How the required recognition might be brought about lay, in Giedion’s view, in another reading of the phrase, ‘A Faculty of Interrelations’. Namely, a new faculty was needed in universities and research institutes that would be dedicated to this interrelation of possibility and actuality and to the further interrelation grounded in it between the institution’s various other ‘faculties’ (like the arts and sciences). As had been seen at least as far back as Plato, such a general faculty might ground truth in a new way and so provide the basis in society, and between societies, in the δικαιοσύνη (justice, mutual recognition) described in Plato’s Republic.
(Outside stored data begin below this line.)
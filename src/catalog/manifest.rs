use std::path::Path;
use std::sync::Arc;

use serde::Deserialize;

use crate::error::{Error, Result};
use crate::waveform::summary;

use super::model::{Album, Catalog, Playlist, Track};

/// On-disk catalog manifest.
///
/// ```toml
/// [[albums]]
/// id = "album-1"
/// title = "Cinematic Horizons"
/// label = "Epic Score"
///
/// [[albums.tracks]]
/// id = "rising-sun"
/// title = "Rising Sun"
/// duration = 182.0
/// audio_url = "audio/rising-sun.mp3"
///
/// [[playlists]]
/// id = "focus"
/// title = "Focus"
/// track_ids = ["rising-sun"]
/// ```
#[derive(Debug, Default, Deserialize)]
#[serde(default)]
struct Manifest {
    albums: Vec<AlbumEntry>,
    playlists: Vec<PlaylistEntry>,
}

#[derive(Debug, Deserialize)]
struct AlbumEntry {
    id: String,
    title: String,
    #[serde(default)]
    label: String,
    #[serde(default)]
    cover: Option<String>,
    #[serde(default)]
    description: String,
    #[serde(default)]
    genres: Vec<String>,
    #[serde(default)]
    moods: Vec<String>,
    #[serde(default)]
    release_date: Option<String>,
    #[serde(default)]
    tracks: Vec<TrackEntry>,
}

#[derive(Debug, Deserialize)]
struct TrackEntry {
    id: String,
    title: String,
    duration: f64,
    #[serde(default)]
    bpm: u32,
    audio_url: String,
    /// Precomputed amplitude summary; synthesized from the id when absent.
    #[serde(default)]
    waveform: Option<Vec<f32>>,
    #[serde(default)]
    is_vocal: bool,
    #[serde(default)]
    genres: Vec<String>,
    #[serde(default)]
    moods: Vec<String>,
    #[serde(default)]
    instruments: Vec<String>,
}

#[derive(Debug, Deserialize)]
struct PlaylistEntry {
    id: String,
    title: String,
    #[serde(default)]
    description: String,
    #[serde(default)]
    cover: Option<String>,
    #[serde(default)]
    category: String,
    #[serde(default)]
    track_ids: Vec<String>,
}

/// Load a catalog from a TOML manifest at `path`.
///
/// Relative `audio_url`s are resolved against the manifest's directory; URLs
/// with a scheme (`http://`, `file://`, ...) and absolute paths are kept as is.
pub fn load_manifest(path: &Path, summary_len: usize) -> Result<Catalog> {
    let text = std::fs::read_to_string(path).map_err(|source| Error::ManifestRead {
        path: path.to_path_buf(),
        source,
    })?;
    parse_manifest(&text, path, summary_len)
}

/// Parse manifest `text` as if it had been read from `origin`.
pub(super) fn parse_manifest(text: &str, origin: &Path, summary_len: usize) -> Result<Catalog> {
    let manifest: Manifest = toml::from_str(text).map_err(|source| Error::ManifestParse {
        path: origin.to_path_buf(),
        source,
    })?;
    let base = origin.parent().unwrap_or_else(|| Path::new(""));

    let albums = manifest
        .albums
        .into_iter()
        .map(|a| {
            let tracks = a
                .tracks
                .into_iter()
                .map(|t| Arc::new(track_from_entry(t, &a.id, base, summary_len)))
                .collect();
            Album {
                id: a.id,
                title: a.title,
                label: a.label,
                cover: a.cover,
                description: a.description,
                genres: a.genres,
                moods: a.moods,
                release_date: a.release_date,
                tracks,
            }
        })
        .collect();

    let playlists = manifest
        .playlists
        .into_iter()
        .map(|p| Playlist {
            id: p.id,
            title: p.title,
            description: p.description,
            cover: p.cover,
            category: p.category,
            track_ids: p.track_ids,
        })
        .collect();

    Catalog::new(albums, playlists)
}

fn track_from_entry(t: TrackEntry, album_id: &str, base: &Path, summary_len: usize) -> Track {
    let waveform = match t.waveform {
        Some(w) if !w.is_empty() => w,
        _ => summary::generate(summary_len.max(1), summary::seed_for_id(&t.id)),
    };

    Track {
        audio_url: resolve_audio_url(&t.audio_url, base),
        id: t.id,
        title: t.title,
        duration: t.duration.max(0.0),
        bpm: t.bpm,
        album_id: album_id.to_string(),
        waveform,
        is_vocal: t.is_vocal,
        genres: t.genres,
        moods: t.moods,
        instruments: t.instruments,
    }
}

pub(super) fn resolve_audio_url(url: &str, base: &Path) -> String {
    if url.contains("://") || Path::new(url).is_absolute() || base.as_os_str().is_empty() {
        return url.to_string();
    }
    base.join(url).display().to_string()
}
McLuhan would later state that his meeting with Giedion in St Louis in 1943 was one of the great events in his life. In fact, it is not too much to see the remainder of his career as dedicated to the further explication and communication of Giedion’s “faculty of interrelations” in such guises as ‘culture and technology’, ‘communications and society’, etc.
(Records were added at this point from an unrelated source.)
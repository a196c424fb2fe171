//! Catalog module: the read-only music library the player draws tracks from.
//!
//! A `Catalog` is built once at startup, either from a TOML manifest
//! (`catalog::manifest`) or by scanning a directory of audio files
//! (`catalog::scan`), and is only ever read afterwards.

mod manifest;
mod model;
mod scan;

pub use manifest::load_manifest;
pub use model::*;
pub use scan::scan;
//! Audio module: the `AudioEngine` capability and its rodio backends.
//!
//! The rest of the crate only sees `AudioEngine`, `EngineFactory` and the
//! events in `types`; which backend plays the audio is a configuration
//! choice made in `RodioFactory`.

mod engine;
mod output;
mod session;
mod streaming;
mod types;
mod waveform;

pub use engine::{AudioEngine, EngineFactory};
pub use output::RodioFactory;
pub use streaming::StreamingEngine;
pub use types::*;
pub use waveform::WaveformEngine;
//! Browser model: which catalog view is shown, what is selected, and the
//! search filter. Playback requests go straight to the `Player`.

use std::sync::Arc;

use crate::catalog::{Album, Catalog, Playlist, Track};
use crate::player::Player;

/// Which list the browser shows.
#[derive(Copy, Clone, Debug, Default, PartialEq, Eq)]
pub enum View {
    #[default]
    Tracks,
    Albums,
    Playlists,
}

impl View {
    pub fn next(self) -> Self {
        match self {
            Self::Tracks => Self::Albums,
            Self::Albums => Self::Playlists,
            Self::Playlists => Self::Tracks,
        }
    }

    pub fn title(self) -> &'static str {
        match self {
            Self::Tracks => "Tracks",
            Self::Albums => "Albums",
            Self::Playlists => "Playlists",
        }
    }
}

/// The main application model.
pub struct App {
    catalog: Catalog,
    pub view: View,
    pub selected: usize,
    pub filter_mode: bool,
    pub filter_query: String,
}

fn any_field_contains(query: &str, fields: &[&str]) -> bool {
    fields.iter().any(|f| f.to_lowercase().contains(query))
}

impl App {
    pub fn new(catalog: Catalog) -> Self {
        Self {
            catalog,
            view: View::Tracks,
            selected: 0,
            filter_mode: false,
            filter_query: String::new(),
        }
    }

    pub fn catalog(&self) -> &Catalog {
        &self.catalog
    }

    fn query(&self) -> String {
        self.filter_query.trim().to_lowercase()
    }

    /// Tracks matching the filter, in catalog order.
    pub fn visible_tracks(&self) -> Vec<Arc<Track>> {
        self.catalog.search(&self.filter_query)
    }

    /// Albums whose title, label, genres or moods match the filter.
    pub fn visible_albums(&self) -> Vec<&Album> {
        let q = self.query();
        self.catalog
            .albums()
            .iter()
            .filter(|a| {
                q.is_empty()
                    || any_field_contains(&q, &[a.title.as_str(), a.label.as_str()])
                    || a.genres.iter().chain(&a.moods).any(|g| g.to_lowercase().contains(&q))
            })
            .collect()
    }

    /// Playlists whose title or category match the filter.
    pub fn visible_playlists(&self) -> Vec<&Playlist> {
        let q = self.query();
        self.catalog
            .playlists()
            .iter()
            .filter(|p| {
                q.is_empty() || any_field_contains(&q, &[p.title.as_str(), p.category.as_str()])
            })
            .collect()
    }

    /// Number of rows in the current view.
    pub fn row_count(&self) -> usize {
        match self.view {
            View::Tracks => self.visible_tracks().len(),
            View::Albums => self.visible_albums().len(),
            View::Playlists => self.visible_playlists().len(),
        }
    }

    /// Title of the album `track` belongs to.
    pub fn album_title(&self, track: &Track) -> Option<&str> {
        self.catalog
            .find_album_by_id(&track.album_id)
            .map(|a| a.title.as_str())
    }

    pub fn cycle_view(&mut self) {
        self.view = self.view.next();
        self.selected = 0;
    }

    /// Move selection down, wrapping to the top.
    pub fn next(&mut self) {
        let n = self.row_count();
        if n > 0 {
            self.selected = (self.selected.min(n - 1) + 1) % n;
        }
    }

    /// Move selection up, wrapping to the bottom.
    pub fn prev(&mut self) {
        let n = self.row_count();
        if n > 0 {
            self.selected = (self.selected.min(n - 1) + n - 1) % n;
        }
    }

    fn clamp_selected(&mut self) {
        let n = self.row_count();
        if self.selected >= n {
            self.selected = 0;
        }
    }

    pub fn enter_filter_mode(&mut self) {
        self.filter_mode = true;
    }

    pub fn exit_filter_mode(&mut self) {
        self.filter_mode = false;
    }

    pub fn clear_filter(&mut self) {
        self.filter_query.clear();
        self.filter_mode = false;
        self.clamp_selected();
    }

    pub fn push_filter_char(&mut self, c: char) {
        self.filter_query.push(c);
        self.clamp_selected();
    }

    pub fn pop_filter_char(&mut self) {
        self.filter_query.pop();
        self.clamp_selected();
    }

    /// Enter on the selected row.
    ///
    /// A track plays in the context of the visible list (or toggles when it
    /// is already the current track); albums and playlists play from their
    /// first track.
    pub fn activate_selected(&self, player: &mut Player) {
        match self.view {
            View::Tracks => {
                let tracks = self.visible_tracks();
                play_track_in_context(player, tracks, self.selected);
            }
            View::Albums => {
                if let Some(album) = self.visible_albums().get(self.selected) {
                    play_album(player, album);
                }
            }
            View::Playlists => {
                if let Some(playlist) = self.visible_playlists().get(self.selected) {
                    play_playlist(player, &self.catalog, &playlist.id);
                }
            }
        }
    }

    /// Append the selection (one track, or a whole album/playlist) to the
    /// queue.
    pub fn enqueue_selected(&self, player: &mut Player) {
        let tracks: Vec<Arc<Track>> = match self.view {
            View::Tracks => self
                .visible_tracks()
                .get(self.selected)
                .cloned()
                .into_iter()
                .collect(),
            View::Albums => self
                .visible_albums()
                .get(self.selected)
                .map(|a| a.tracks.clone())
                .unwrap_or_default(),
            View::Playlists => self
                .visible_playlists()
                .get(self.selected)
                .map(|p| self.catalog.playlist_tracks(p))
                .unwrap_or_default(),
        };
        for track in tracks {
            player.add_to_queue(track);
        }
    }
}

/// Play `context[index]` with `context` as the queue; toggles instead when
/// that track is already current.
pub fn play_track_in_context(player: &mut Player, context: Vec<Arc<Track>>, index: usize) {
    let Some(track) = context.get(index).cloned() else {
        return;
    };
    if player.current_track().is_some_and(|c| c.id == track.id) {
        player.toggle();
        return;
    }
    player.set_queue(context, index);
    player.play(track);
}

/// Queue the whole album and play its first track.
pub fn play_album(player: &mut Player, album: &Album) {
    play_tracks(player, album.tracks.clone());
}

/// Queue the tracks of playlist `id` that still exist and play the first.
/// Returns false for an unknown playlist.
pub fn play_playlist(player: &mut Player, catalog: &Catalog, id: &str) -> bool {
    let Some(playlist) = catalog.find_playlist_by_id(id) else {
        return false;
    };
    play_tracks(player, catalog.playlist_tracks(playlist));
    true
}

/// Queue `tracks` and play the first one. Empty lists are ignored.
pub fn play_tracks(player: &mut Player, tracks: Vec<Arc<Track>>) {
    let Some(first) = tracks.first().cloned() else {
        return;
    };
    player.set_queue(tracks, 0);
    player.play(first);
}
//! State graph model: authored states and transitions, built once into an
//! immutable directed multigraph.
//!
//! [`GraphBuilder`] accepts states and actions in authored order with
//! idempotent, last-write-wins inserts; [`GraphBuilder::build`] validates
//! endpoint references and materializes the adjacency the planner reads.
//! A built [`StateGraph`] is read-only for the remainder of a run.

use std::collections::HashMap;

use crate::core::types::{Condition, IDENTIFY_STATE, Method, StateKind};
use crate::error::{Error, Result};

/// A perceptually identifiable condition of the environment.
#[derive(Debug, Clone, PartialEq, Eq)]
pub struct State {
    pub name: String,
    pub kind: StateKind,
    /// Ordered match conditions; all must hold at their polarity for the
    /// state to classify. Empty means the state can never classify.
    pub conditions: Vec<Condition>,
}

/// A transition from one state toward another, performed by a primitive
/// interaction.
#[derive(Debug, Clone, PartialEq, Eq)]
pub struct Action {
    /// Unique within its source state.
    pub name: String,
    pub source: String,
    pub successor: String,
    pub method: Method,
    /// Reference image used to locate the click target, or to detect
    /// swipe-search success.
    pub condition: String,
    /// When set, the action is only route-eligible if the state visited
    /// immediately before `source` equals this state.
    pub predecessor: Option<String>,
}

/// Accumulates states and actions before graph materialization.
#[derive(Debug, Default)]
pub struct GraphBuilder {
    name: String,
    states: Vec<State>,
    state_index: HashMap<String, usize>,
    actions: Vec<Action>,
    action_index: HashMap<(String, String), usize>,
}

impl GraphBuilder {
    pub fn new(name: impl Into<String>) -> Self {
        Self {
            name: name.into(),
            ..Self::default()
        }
    }

    /// Insert a state keyed by name. A repeated name replaces the earlier
    /// definition in place, keeping its authored position.
    pub fn add_state(&mut self, state: State) {
        match self.state_index.get(&state.name) {
            Some(&index) => self.states[index] = state,
            None => {
                self.state_index.insert(state.name.clone(), self.states.len());
                self.states.push(state);
            }
        }
    }

    /// Insert an action keyed by `(source, name)`. Last write wins, authored
    /// position kept. Endpoint references are checked by [`Self::build`].
    pub fn add_action(&mut self, action: Action) {
        let key = (action.source.clone(), action.name.clone());
        match self.action_index.get(&key) {
            Some(&index) => self.actions[index] = action,
            None => {
                self.action_index.insert(key, self.actions.len());
                self.actions.push(action);
            }
        }
    }

    /// Materialize the directed graph. Must precede any planning.
    ///
    /// Fails with [`Error::ConfigInvalid`] on a reserved state name or an
    /// action referencing an unknown state. An action successor may name the
    /// reserved identify sentinel, which materializes the sentinel node.
    pub fn build(self) -> Result<StateGraph> {
        if self.state_index.contains_key(IDENTIFY_STATE) {
            return Err(Error::ConfigInvalid(format!(
                "'{IDENTIFY_STATE}' is reserved and cannot be an authored state"
            )));
        }

        let mut outgoing: HashMap<String, Vec<Action>> = HashMap::new();
        let mut sentinel_referenced = false;
        for action in &self.actions {
            if !self.state_index.contains_key(&action.source) {
                return Err(Error::ConfigInvalid(format!(
                    "action '{}' has unknown source state '{}'",
                    action.name, action.source
                )));
            }
            if action.successor == IDENTIFY_STATE {
                sentinel_referenced = true;
            } else if !self.state_index.contains_key(&action.successor) {
                return Err(Error::ConfigInvalid(format!(
                    "action '{}' in state '{}' has unknown successor '{}'",
                    action.name, action.source, action.successor
                )));
            }
            if let Some(predecessor) = &action.predecessor {
                if !self.state_index.contains_key(predecessor) {
                    return Err(Error::ConfigInvalid(format!(
                        "action '{}' in state '{}' has unknown predecessor '{}'",
                        action.name, action.source, predecessor
                    )));
                }
            }
            outgoing
                .entry(action.source.clone())
                .or_default()
                .push(action.clone());
        }

        Ok(StateGraph {
            name: self.name,
            states: self.states,
            state_index: self.state_index,
            outgoing,
            sentinel_referenced,
        })
    }
}

/// Immutable directed multigraph over authored states; uniform edge weight.
#[derive(Debug, Clone)]
pub struct StateGraph {
    name: String,
    states: Vec<State>,
    state_index: HashMap<String, usize>,
    outgoing: HashMap<String, Vec<Action>>,
    sentinel_referenced: bool,
}

impl StateGraph {
    pub fn name(&self) -> &str {
        &self.name
    }

    /// All authored states in authored order.
    pub fn all_states(&self) -> &[State] {
        &self.states
    }

    pub fn state(&self, id: &str) -> Result<&State> {
        self.state_index
            .get(id)
            .map(|&index| &self.states[index])
            .ok_or_else(|| Error::UnknownState(id.to_string()))
    }

    pub fn kind(&self, id: &str) -> Result<StateKind> {
        Ok(self.state(id)?.kind)
    }

    /// Outgoing actions of a node in authored order; empty for the sentinel
    /// and for unknown ids.
    pub fn actions_from(&self, id: &str) -> &[Action] {
        self.outgoing.get(id).map_or(&[], Vec::as_slice)
    }

    /// Whether `id` is a routable node: an authored state, or the identify
    /// sentinel when at least one action routes to it.
    pub fn contains_node(&self, id: &str) -> bool {
        self.state_index.contains_key(id)
            || (id == IDENTIFY_STATE && self.sentinel_referenced)
    }
}

#[cfg(test)]
mod tests {
    use super::{Action, GraphBuilder, State};
    use crate::core::types::{Condition, IDENTIFY_STATE, Method, StateKind};
    use crate::error::Error;

    fn state(name: &str, kind: StateKind) -> State {
        State {
            name: name.to_string(),
            kind,
            conditions: Condition::parse_list(&format!("{name}_marker")),
        }
    }

    fn click(name: &str, source: &str, successor: &str) -> Action {
        Action {
            name: name.to_string(),
            source: source.to_string(),
            successor: successor.to_string(),
            method: Method::Click,
            condition: format!("{name}_button"),
            predecessor: None,
        }
    }

    #[test]
    fn add_state_last_write_wins_keeps_position() {
        let mut builder = GraphBuilder::new("g");
        builder.add_state(state("a", StateKind::Normal));
        builder.add_state(state("b", StateKind::Normal));
        builder.add_state(state("a", StateKind::Jump));

        let graph = builder.build().expect("build");
        let names: Vec<&str> = graph.all_states().iter().map(|s| s.name.as_str()).collect();
        assert_eq!(names, vec!["a", "b"]);
        assert_eq!(graph.kind("a").expect("kind"), StateKind::Jump);
    }

    #[test]
    fn add_action_last_write_wins() {
        let mut builder = GraphBuilder::new("g");
        builder.add_state(state("a", StateKind::Normal));
        builder.add_state(state("b", StateKind::Normal));
        builder.add_state(state("c", StateKind::Normal));
        builder.add_action(click("go", "a", "b"));
        builder.add_action(click("go", "a", "c"));

        let graph = builder.build().expect("build");
        let actions = graph.actions_from("a");
        assert_eq!(actions.len(), 1);
        assert_eq!(actions[0].successor, "c");
    }

    #[test]
    fn build_rejects_unknown_successor() {
        let mut builder = GraphBuilder::new("g");
        builder.add_state(state("a", StateKind::Normal));
        builder.add_action(click("go", "a", "missing"));

        let err = builder.build().expect_err("must fail");
        assert!(matches!(err, Error::ConfigInvalid(_)));
    }

    #[test]
    fn build_rejects_reserved_state_name() {
        let mut builder = GraphBuilder::new("g");
        builder.add_state(state(IDENTIFY_STATE, StateKind::Normal));

        let err = builder.build().expect_err("must fail");
        assert!(matches!(err, Error::ConfigInvalid(_)));
    }

    #[test]
    fn sentinel_successor_materializes_node() {
        let mut builder = GraphBuilder::new("g");
        builder.add_state(state("popup", StateKind::Jump));
        builder.add_action(click("close", "popup", IDENTIFY_STATE));

        let graph = builder.build().expect("build");
        assert!(graph.contains_node(IDENTIFY_STATE));
        assert!(graph.actions_from(IDENTIFY_STATE).is_empty());
    }

    #[test]
    fn state_lookup_fails_for_unknown_id() {
        let graph = GraphBuilder::new("g").build().expect("build");
        let err = graph.state("ghost").expect_err("must fail");
        assert!(matches!(err, Error::UnknownState(name) if name == "ghost"));
    }
}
His first concrete attempt to implement Giedion’s strategy was made with Brooks. In the mid 1940s the University of Chicago attempted to recruit Brooks from LSU and he spent the academic year 1945-46 there as a visiting scholar. By this time McLuhan had already been in contact with UC because Giedion, immediately after their meeting in 1943, had written to his friend John Nef, a close lieutenant of Robert Hutchins and one of the founders of the UC Committee on Social Thought (after whom it is now named), to recommend McLuhan for Chicago.7
The result had been some correspondence between McLuhan and UC, including with Chancellor Hutchins, and the submission of some of McLuhan’s papers for review there. But the result was negative, apparently because McLuhan’s Catholicism, on the one hand, and his ‘the academy is full of idiots’ attitude, on the other, somehow did not sit well with the overwhelmingly secular academics there. No doubt this was especially the case when McLuhan’s scorn extended to the Great Books program which was intended, at least, to address the very oblivion of principles that concerned Giedion and McLuhan. Its proponents, like Mortimer Adler, might have been thought to be natural allies of McLuhan’s ideas and potentially also of McLuhan himself. But he had been a sharp critic of Adler for years and apparently found it impossible to adjust his course for strategic purpose.
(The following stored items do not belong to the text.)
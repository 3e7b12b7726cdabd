//! Deterministic, pure logic for the state graph and route planner.
//!
//! Core modules must be free of I/O side effects. They operate on in-memory
//! data structures and return deterministic outputs suitable for tests.

pub mod graph;
pub mod planner;
pub mod types;
//! Snapshot-to-state classification with hit-count bias.
//!
//! A state matches a frame iff every one of its conditions evaluates through
//! the [`Perception`] port at its declared polarity; evaluation is lazy and
//! short-circuits on the first failing condition. The hit-count table only
//! biases search order toward recently seen states, never correctness: a
//! frame satisfying exactly one state classifies as that state no matter the
//! counts.

use std::collections::HashMap;

use tracing::{debug, trace};

use crate::core::graph::{State, StateGraph};
use crate::core::types::Rect;
use crate::error::{Error, Result};
use crate::io::ports::{Frame, Perception};

/// A winning match: the state id plus the bounding rectangles of its
/// positively matched conditions (observability only).
#[derive(Debug, Clone, PartialEq, Eq)]
pub struct Classification {
    pub state: String,
    pub regions: Vec<Rect>,
}

/// Maps frames to state ids, owned by a single engine instance.
#[derive(Debug, Default)]
pub struct Classifier {
    hits: HashMap<String, u64>,
}

impl Classifier {
    pub fn new() -> Self {
        Self::default()
    }

    /// Times `state` has previously been the winning match.
    pub fn hits(&self, state: &str) -> u64 {
        self.hits.get(state).copied().unwrap_or(0)
    }

    /// Classify a frame. The hint's conditions are checked first; remaining
    /// states follow in descending hit-count order, ties in authored order.
    ///
    /// `Ok(None)` means no configured state matches: a retryable outcome that
    /// drives another poll, not an error.
    pub fn classify<P: Perception>(
        &mut self,
        graph: &StateGraph,
        perception: &P,
        frame: &Frame,
        hint: Option<&str>,
    ) -> Result<Option<Classification>> {
        if let Some(hinted) = hint {
            if let Ok(state) = graph.state(hinted) {
                if let Some(regions) = evaluate(perception, state, frame)? {
                    return Ok(Some(self.record(state.name.clone(), regions)));
                }
            }
        }

        let mut order: Vec<&State> = graph.all_states().iter().collect();
        // Stable sort keeps authored order among equal hit counts.
        order.sort_by(|a, b| self.hits(&b.name).cmp(&self.hits(&a.name)));
        for state in order {
            if hint == Some(state.name.as_str()) {
                continue;
            }
            if let Some(regions) = evaluate(perception, state, frame)? {
                return Ok(Some(self.record(state.name.clone(), regions)));
            }
        }

        trace!("no state matched the frame");
        Ok(None)
    }

    fn record(&mut self, state: String, regions: Vec<Rect>) -> Classification {
        *self.hits.entry(state.clone()).or_insert(0) += 1;
        debug!(state = %state, hits = self.hits[&state], "frame classified");
        Classification { state, regions }
    }
}

/// Evaluate a state's conditions against the frame. `Some(regions)` on a full
/// match; `None` on the first failing condition or when the state has none.
fn evaluate<P: Perception>(
    perception: &P,
    state: &State,
    frame: &Frame,
) -> Result<Option<Vec<Rect>>> {
    if state.conditions.is_empty() {
        return Ok(None);
    }
    let mut regions = Vec::new();
    for condition in &state.conditions {
        let area = perception
            .match_area(&condition.reference, frame)
            .map_err(Error::Port)?;
        match (condition.negated, area) {
            (false, Some(rect)) => regions.push(rect),
            (true, None) => {}
            _ => return Ok(None),
        }
    }
    Ok(Some(regions))
}

#[cfg(test)]
mod tests {
    use super::Classifier;
    use crate::core::graph::{GraphBuilder, State, StateGraph};
    use crate::core::types::{Condition, Rect, StateKind};
    use crate::test_support::{ScriptedPerception, frame};

    fn graph(entries: &[(&str, &str)]) -> StateGraph {
        let mut builder = GraphBuilder::new("test");
        for (name, condition) in entries {
            builder.add_state(State {
                name: name.to_string(),
                kind: StateKind::Normal,
                conditions: Condition::parse_list(condition),
            });
        }
        builder.build().expect("build")
    }

    #[test]
    fn single_matching_state_wins_regardless_of_bias() {
        let graph = graph(&[("home", "home_marker"), ("shop", "shop_marker")]);
        let snap = frame("shop_screen");
        let perception =
            ScriptedPerception::new().with_match("shop_marker", &snap, Rect::new(0, 0, 10, 10));

        let mut classifier = Classifier::new();
        // Warm the table in favor of the wrong state.
        let home_snap = frame("home_screen");
        let perception_home = ScriptedPerception::new().with_match(
            "home_marker",
            &home_snap,
            Rect::new(0, 0, 5, 5),
        );
        for _ in 0..5 {
            let hit = classifier
                .classify(&graph, &perception_home, &home_snap, None)
                .expect("classify");
            assert_eq!(hit.expect("match").state, "home");
        }

        let hit = classifier
            .classify(&graph, &perception, &snap, None)
            .expect("classify")
            .expect("match");
        assert_eq!(hit.state, "shop");
        assert_eq!(hit.regions, vec![Rect::new(0, 0, 10, 10)]);
    }

    #[test]
    fn no_matching_state_returns_none() {
        let graph = graph(&[("home", "home_marker")]);
        let snap = frame("unknown_screen");
        let perception = ScriptedPerception::new();

        let mut classifier = Classifier::new();
        let hit = classifier
            .classify(&graph, &perception, &snap, None)
            .expect("classify");
        assert!(hit.is_none());
    }

    #[test]
    fn classify_is_idempotent_on_unchanged_frame() {
        let graph = graph(&[("home", "home_marker"), ("shop", "shop_marker")]);
        let snap = frame("home_screen");
        let perception =
            ScriptedPerception::new().with_match("home_marker", &snap, Rect::new(1, 2, 3, 4));

        let mut classifier = Classifier::new();
        let first = classifier
            .classify(&graph, &perception, &snap, None)
            .expect("classify")
            .expect("match");
        let second = classifier
            .classify(&graph, &perception, &snap, None)
            .expect("classify")
            .expect("match");
        assert_eq!(first.state, second.state);
        assert_eq!(classifier.hits("home"), 2);
    }

    #[test]
    fn negated_condition_blocks_when_reference_present() {
        let graph = graph(&[("clean", "header|!popup_banner")]);
        let snap = frame("with_popup");
        let perception = ScriptedPerception::new()
            .with_match("header", &snap, Rect::new(0, 0, 1, 1))
            .with_match("popup_banner", &snap, Rect::new(5, 5, 9, 9));

        let mut classifier = Classifier::new();
        let hit = classifier
            .classify(&graph, &perception, &snap, None)
            .expect("classify");
        assert!(hit.is_none());
    }

    #[test]
    fn hint_is_checked_before_biased_order() {
        // Both states match the frame; the hint decides.
        let graph = graph(&[("a", "shared_marker"), ("b", "shared_marker")]);
        let snap = frame("ambiguous");
        let perception =
            ScriptedPerception::new().with_match("shared_marker", &snap, Rect::new(0, 0, 2, 2));

        let mut classifier = Classifier::new();
        let hit = classifier
            .classify(&graph, &perception, &snap, Some("b"))
            .expect("classify")
            .expect("match");
        assert_eq!(hit.state, "b");
    }

    #[test]
    fn higher_hit_count_is_checked_first_on_ambiguity() {
        let graph = graph(&[("a", "shared_marker"), ("b", "shared_marker")]);
        let snap = frame("ambiguous");
        let perception =
            ScriptedPerception::new().with_match("shared_marker", &snap, Rect::new(0, 0, 2, 2));

        let mut classifier = Classifier::new();
        for _ in 0..3 {
            classifier
                .classify(&graph, &perception, &snap, Some("b"))
                .expect("classify");
        }
        let hit = classifier
            .classify(&graph, &perception, &snap, None)
            .expect("classify")
            .expect("match");
        assert_eq!(hit.state, "b");
    }

    #[test]
    fn empty_condition_state_never_classifies() {
        let graph = graph(&[("blank", "")]);
        let snap = frame("anything");
        let perception = ScriptedPerception::new();

        let mut classifier = Classifier::new();
        let hit = classifier
            .classify(&graph, &perception, &snap, Some("blank"))
            .expect("classify");
        assert!(hit.is_none());
    }
}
Brooks’ presence at UC as a prized recruit apparently gave McLuhan a second chance there two years later. Brooks set up a meeting between McLuhan and Chancellor Hutchins in 1946. Now McLuhan’s aim was no longer the seemingly hopeless one of him joining the UC faculty (particularly when Brooks had decided not to accept the offer to remain there). Instead, he had a far more important and far more ambitious goal. He hoped to elicit Hutchins’ help in financing, at UC or elsewhere, “a faculty of interrelations” that would implement Giedion’s strategy of a practical “editorial” interrelation between scholars in the different faculties of learning. Could whole nations be expected to exercise themselves in some sort of mutual harmony with each other if individual academics and their respective disciplines could not?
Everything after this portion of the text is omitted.